Two years ago, working-class Americans masked up and marched into hospital wards and meatpacking plants to do what they understood was essential work. Their level of sacrifice was immense: Thousands of nurses, hundreds of transit workers, and an untold number of employees in factories and warehouses died from Covid-19. Millions of workers got sick, lost jobs, and faced the threat of eviction and hunger.

It was different for the rich. They decamped to country homes and waterfront villas, where they toted up their winnings from a game that, as Naomi Klein has reminded us, is rigged to reward disaster capitalists.

“America’s billionaires have grown $2.1 trillion richer during the pandemic, their collective fortune skyrocketing by 70 percent—from just short of $3 trillion at the start of the COVID crisis on March 18, 2020, to over $5 trillion on October 15, 2021,” noted a groundbreaking report from the Institute for Policy Studies and Americans for Tax Fairness in the fall of 2021. During the same period, the billionaire class expanded from 614 to 745 members.

The $5 trillion in wealth that was locked up by those 745 billionaires “is two-thirds more than the $3 trillion in wealth held by the bottom 50 percent of US households,” noted the IPS’s Chuck Collins. “The great good fortune of these billionaires over the past 19 months is even starker when contrasted with the devastating impact of the coronavirus on working people. Almost 89 million Americans have lost jobs, over 44.9 million have been sickened by the virus, and over 724,000 have died from it.”

The number of deaths has grown since last fall. So, too, has the inequality. We live in a surreal moment when there is open speculation about whether Jeff Bezos or Elon Musk will be the first trillionaire. One CNBC report suggested Bezos could cross the line as soon as 2026.

Unless, of course, we impose a little pandemic-era shared sacrifice on those who sacrificed nothing at all.

In my new book, Coronavirus Criminals and Pandemic Profiteers, I argue that politicians, Big Pharma CEOs, and billionaires who exploited the pandemic to their advantage must be held to account. There’s much to be said for criminal, civil, and congressional action. But taxing the rich offers a double benefit. It reduces inequality while collecting resources to cover health care, housing, and child care costs for essential workers who have already done their part.

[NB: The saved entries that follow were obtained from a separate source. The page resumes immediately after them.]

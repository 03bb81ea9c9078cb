use std::collections::HashMap;

use pretty_assertions::assert_eq;
use proptest::prelude::*;
use quint_diagnostic::ErrorCode;
use quint_ir::{Declaration, Expr, ExprKind, OpDef, Qualifier, TypeKind};

use crate::testing::ConstructStream;
use crate::{LoweringResult, RecoveryReason};

fn stream() -> ConstructStream {
    ConstructStream::new("desugar.qnt")
}

fn value_of(result: &LoweringResult, name: &str) -> Expr {
    result
        .declarations()
        .find_map(|decl| match decl {
            Declaration::Def(def) if def.name == name => Some(def.expr.clone()),
            _ => None,
        })
        .unwrap_or_else(|| panic!("no definition named {name}"))
}

fn defs(result: &LoweringResult) -> Vec<&OpDef> {
    result
        .declarations()
        .filter_map(|decl| match decl {
            Declaration::Def(def) => Some(def),
            _ => None,
        })
        .collect()
}

// A reference evaluator for the integer/tuple fragment.

#[derive(Clone, Debug, PartialEq)]
enum Value {
    Int(i128),
    Tuple(Vec<Value>),
}

fn eval(expr: &Expr, env: &HashMap<String, Value>) -> Value {
    match &expr.kind {
        ExprKind::Int(n) => Value::Int(*n),
        ExprKind::Name(name) => env
            .get(name)
            .cloned()
            .unwrap_or_else(|| panic!("unbound name {name}")),
        ExprKind::App { opcode, args } => {
            let args: Vec<Value> = args.iter().map(|arg| eval(arg, env)).collect();
            match (opcode.as_str(), args.as_slice()) {
                ("iadd", [Value::Int(a), Value::Int(b)]) => Value::Int(a + b),
                ("isub", [Value::Int(a), Value::Int(b)]) => Value::Int(a - b),
                ("imul", [Value::Int(a), Value::Int(b)]) => Value::Int(a * b),
                ("Tup", _) => Value::Tuple(args.clone()),
                ("item", [Value::Tuple(items), Value::Int(position)]) => {
                    let index = usize::try_from(*position - 1)
                        .unwrap_or_else(|_| panic!("positions start at 1"));
                    items[index].clone()
                }
                _ => panic!("cannot evaluate {expr}"),
            }
        }
        ExprKind::Let { opdef, body } => {
            let mut inner = env.clone();
            inner.insert(opdef.name.clone(), eval(&opdef.expr, env));
            eval(body, &inner)
        }
        _ => panic!("cannot evaluate {expr}"),
    }
}

fn apply(lambda: &Expr, args: Vec<Value>) -> Value {
    let ExprKind::Lambda { params, body, .. } = &lambda.kind else {
        panic!("not a lambda: {lambda}");
    };
    assert_eq!(params.len(), args.len());
    let env = params.iter().map(|p| p.name.clone()).zip(args).collect();
    eval(body, &env)
}

// Sum types

/// type T = A(int) | B
fn sum_type_stream() -> ConstructStream {
    stream()
        .type_int()
        .variant("A", true)
        .variant("B", false)
        .sum_type("T", 2)
}

#[test]
fn sum_type_yields_typedef_then_constructors() {
    let result = sum_type_stream().module("M").lower();
    let decls = &result.modules[0].declarations;
    assert_eq!(decls.len(), 3);

    let Declaration::TypeDef(typedef) = &decls[0] else {
        panic!("expected a typedef first, got {:?}", decls[0]);
    };
    assert_eq!(typedef.name, "T");
    assert_eq!(
        typedef.ty.as_ref().map(ToString::to_string).as_deref(),
        Some("A(int) | B({})")
    );

    let rendered: Vec<String> = defs(&result).iter().map(ToString::to_string).collect();
    assert_eq!(
        rendered,
        vec![
            "def A: (int) => T = (__AParam) => variant(\"A\", __AParam)",
            "val B: T = variant(\"B\", Rec())",
        ]
    );
    assert!(result.diagnostics.is_empty());
    assert!(!result.recovered());
}

#[test]
fn payload_constructor_has_one_typed_parameter() {
    let result = sum_type_stream().module("M").lower();
    let constructors = defs(&result);
    let a = constructors[0];
    assert_eq!(a.qualifier, Qualifier::Def);
    assert_eq!(a.params().len(), 1);

    let Some(TypeKind::Oper { args, res }) = a.type_annotation.as_ref().map(|t| &t.kind) else {
        panic!("expected an operator type on A");
    };
    assert_eq!(args.len(), 1);
    assert_eq!(args[0].kind, TypeKind::Int);
    assert_eq!(res.kind, TypeKind::Const("T".into()));

    let b = constructors[1];
    assert_eq!(b.qualifier, Qualifier::Val);
    assert!(b.params().is_empty());
}

#[test]
fn payload_types_are_not_shared_between_nodes() {
    let result = sum_type_stream().module("M").lower();
    let Declaration::TypeDef(typedef) = &result.modules[0].declarations[0] else {
        panic!("expected a typedef");
    };
    let row_payload = typedef
        .ty
        .as_ref()
        .and_then(|ty| ty.row())
        .and_then(|row| row.field("A"))
        .map(|field| field.ty.id);
    let constructors = defs(&result);
    let annotation = constructors[0].type_annotation.as_ref();
    let Some(TypeKind::Oper { args, .. }) = annotation.map(|t| &t.kind) else {
        panic!("expected an operator type on A");
    };
    assert!(row_payload.is_some());
    assert_ne!(row_payload, Some(args[0].id));
    assert!(crate::validate(&result).is_empty());
}

#[test]
fn composite_payloads_are_copied_with_fresh_ids() {
    // type Msg = Send({ to: str, amount: int }) | Stop
    let result = stream()
        .type_str()
        .row_field("to")
        .type_int()
        .row_field("amount")
        .row(2, None)
        .type_record()
        .variant("Send", true)
        .variant("Stop", false)
        .sum_type("Msg", 2)
        .module("M")
        .lower();
    let send = defs(&result)[0];
    assert_eq!(
        send.type_annotation.as_ref().map(ToString::to_string).as_deref(),
        Some("({ to: str, amount: int }) => Msg")
    );
    assert!(crate::validate(&result).is_empty());
}

#[test]
fn lowercase_sum_type_is_reported_and_kept() {
    let result = stream()
        .variant("On", false)
        .variant("Off", false)
        .sum_type("state", 2)
        .module("M")
        .lower();
    assert_eq!(result.modules[0].declarations.len(), 3);
    let codes: Vec<ErrorCode> = result.diagnostics.iter().map(|d| d.code).collect();
    assert_eq!(codes, vec![ErrorCode::QNT007]);
    assert_eq!(result.diagnostics[0].node, result.modules[0].declarations[0].id());
}

#[test]
fn sum_type_documentation_goes_on_the_typedef() {
    let result = stream()
        .doc("Switch state.")
        .variant("On", false)
        .variant("Off", false)
        .sum_type("Switch", 2)
        .module("M")
        .lower();
    let docs: Vec<Option<&str>> = result.declarations().map(Declaration::doc).collect();
    assert_eq!(docs, vec![Some("Switch state."), None, None]);
}

#[test]
fn repeated_variant_label_is_dropped() {
    let result = stream()
        .variant("A", false)
        .variant("A", false)
        .sum_type("T", 2)
        .module("M")
        .lower();
    assert_eq!(result.modules[0].declarations.len(), 2);
    let reasons: Vec<RecoveryReason> = result
        .recovery_notes
        .iter()
        .map(|note| note.reason.clone())
        .collect();
    assert_eq!(reasons, vec![RecoveryReason::DuplicateRowField("A".into())]);
}

// Tuple lambdas

/// ((a, b)) => a + b
fn tuple_lambda_stream() -> ConstructStream {
    stream()
        .param("a")
        .param("b")
        .name("a")
        .name("b")
        .binary("+")
        .tuple_lambda(2)
        .val("f")
}

#[test]
fn tuple_lambda_binds_elements_by_position() {
    let result = tuple_lambda_stream().module("M").lower();
    let lambda = value_of(&result, "f");
    let param = format!("__tuple{}", lambda.id);
    assert_eq!(
        lambda.to_string(),
        format!(
            "({param}) => {{ val a = item({param}, 1); \
             {{ val b = item({param}, 2); iadd(a, b) }} }}"
        )
    );
}

#[test]
fn tuple_lambda_on_a_pair() {
    let result = tuple_lambda_stream().module("M").lower();
    let lambda = value_of(&result, "f");
    let pair = Value::Tuple(vec![Value::Int(3), Value::Int(4)]);
    assert_eq!(apply(&lambda, vec![pair]), Value::Int(7));
}

#[test]
fn tuple_lambda_skips_holes() {
    // ((_, b)) => b
    let result = stream()
        .param("_")
        .param("b")
        .name("b")
        .tuple_lambda(2)
        .val("snd")
        .module("M")
        .lower();
    let lambda = value_of(&result, "snd");
    let pair = Value::Tuple(vec![Value::Int(1), Value::Int(2)]);
    assert_eq!(apply(&lambda, vec![pair]), Value::Int(2));
    assert_eq!(lambda.to_string().matches("val ").count(), 1);
}

#[test]
fn tuple_lambda_names_are_unique_per_lambda() {
    let result = tuple_lambda_stream()
        .param("x")
        .param("y")
        .name("x")
        .tuple_lambda(2)
        .val("g")
        .module("M")
        .lower();
    let f = value_of(&result, "f");
    let g = value_of(&result, "g");
    let param_name = |lambda: &Expr| match &lambda.kind {
        ExprKind::Lambda { params, .. } => params[0].name.clone(),
        _ => panic!("not a lambda"),
    };
    assert_ne!(param_name(&f), param_name(&g));
}

proptest! {
    #[test]
    fn tuple_lambda_matches_direct_substitution(a in -1_000i128..1_000, b in -1_000i128..1_000) {
        let tupled = value_of(&tuple_lambda_stream().module("M").lower(), "f");
        let direct = value_of(
            &stream()
                .param("a")
                .param("b")
                .name("a")
                .name("b")
                .binary("+")
                .lambda(2)
                .val("f")
                .module("M")
                .lower(),
            "f",
        );
        let pair = Value::Tuple(vec![Value::Int(a), Value::Int(b)]);
        prop_assert_eq!(
            apply(&tupled, vec![pair]),
            apply(&direct, vec![Value::Int(a), Value::Int(b)])
        );
    }
}

// Records

fn record_value(stream: ConstructStream) -> LoweringResult {
    stream.val("rec").module("M").lower()
}

#[test]
fn plain_record_flattens_pairs() {
    let result = record_value(
        stream()
            .int(1)
            .record_field("x")
            .int(2)
            .record_field("y")
            .record(2),
    );
    assert_eq!(value_of(&result, "rec").to_string(), "Rec(\"x\", 1, \"y\", 2)");
    assert_eq!(value_of(&record_value(stream().record(0)), "rec").to_string(), "Rec()");
}

#[test]
fn spread_seeds_a_with_chain() {
    // { ...r, x: 1 }
    let result = record_value(stream().name("r").spread().int(1).record_field("x").record(2));
    assert_eq!(value_of(&result, "rec").to_string(), "with(r, \"x\", 1)");
    assert!(result.diagnostics.is_empty());

    // { ...r, x: 1, y: 2 }
    let result = record_value(
        stream()
            .name("r")
            .spread()
            .int(1)
            .record_field("x")
            .int(2)
            .record_field("y")
            .record(3),
    );
    assert_eq!(
        value_of(&result, "rec").to_string(),
        "with(with(r, \"x\", 1), \"y\", 2)"
    );
}

#[test]
fn spread_position_does_not_matter() {
    // { x: 1, ...r }
    let result = record_value(stream().int(1).record_field("x").name("r").spread().record(2));
    assert_eq!(value_of(&result, "rec").to_string(), "with(r, \"x\", 1)");
}

#[test]
fn several_spreads_report_once_and_use_the_first() {
    // { ...r, ...s, x: 1 }
    let result = record_value(
        stream()
            .name("r")
            .spread()
            .name("s")
            .spread()
            .int(1)
            .record_field("x")
            .record(3),
    );
    let record = value_of(&result, "rec");
    assert_eq!(record.to_string(), "with(r, \"x\", 1)");
    assert_eq!(result.diagnostics.len(), 1);
    let diagnostic = &result.diagnostics[0];
    assert_eq!(diagnostic.code, ErrorCode::QNT012);
    assert_eq!(diagnostic.node, record.id);
    assert!(result.has_errors());
    assert_eq!(result.diagnostics_with(ErrorCode::QNT012).count(), 1);
}

// Matches

#[test]
fn match_lowers_to_match_variant() {
    // match v { A(x) => x | _ => 0 }
    let result = stream()
        .name("v")
        .name("x")
        .match_case(Some("A"), Some("x"))
        .int(0)
        .match_case(None, None)
        .match_cases(2)
        .val("m")
        .module("M")
        .lower();
    assert_eq!(
        value_of(&result, "m").to_string(),
        "matchVariant(v, \"A\", (x) => x, \"_\", (_) => 0)"
    );
    assert!(!result.recovered());
}

#[test]
fn case_without_binder_binds_a_hole() {
    // match v { A(x) => x | B => 1 }
    let result = stream()
        .name("v")
        .name("x")
        .match_case(Some("A"), Some("x"))
        .int(1)
        .match_case(Some("B"), None)
        .match_cases(2)
        .val("m")
        .module("M")
        .lower();
    assert_eq!(
        value_of(&result, "m").to_string(),
        "matchVariant(v, \"A\", (x) => x, \"B\", (_) => 1)"
    );
}

#[test]
fn missing_cases_are_dropped() {
    let result = stream()
        .name("v")
        .int(1)
        .match_case(Some("B"), None)
        .match_cases(3)
        .val("m")
        .module("M")
        .lower();
    assert_eq!(
        value_of(&result, "m").to_string(),
        "matchVariant(v, \"B\", (_) => 1)"
    );
    assert_eq!(
        result.recovery_notes[0].reason,
        RecoveryReason::Underflow { missing: 2 }
    );
}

A new study from the IPS, Oxfam, the Fight Inequality Alliance, and Patriotic Millionaires proposes a global “Taxing Extreme Wealth” regime, with graduated rates of 2 percent on wealth starting at $5 million, 3 percent on wealth over $50 million, and 5 percent on wealth over $1 billion. “In the US, roughly 750 billionaires have seen their wealth increase over $2 trillion since March 2020, for a combined wealth of over $5 trillion,” Collins said. “And there are over 63,500 individuals with wealth over $50 million, with combined assets of $12.8 trillion, according to the new report, ‘Taxing Extreme Wealth.’ An annual wealth tax would raise $928 billion a year—enough to eliminate half of household out-of-pocket health expenses in the US.”

That’s a good start. But why stop there? At the height of the pandemic, Sanders proposed the Make Billionaires Pay Act, which would have imposed a 60 percent tax on wealth gains made by billionaires between March 18, 2020, and January 1, 2021. “At a time of enormous economic pain and suffering, we have a fundamental choice to make,” Sanders explained. “We can continue to allow the very rich to get much richer while everyone else gets poorer and poorer. Or we can tax the winnings a handful of billionaires made during the pandemic to improve the health and well-being of tens of millions of Americans.”

Yes! Let’s tax them, but with one proviso. Sanders is too conservative. Let’s borrow a page from the Eisenhower era and claim 92 percent.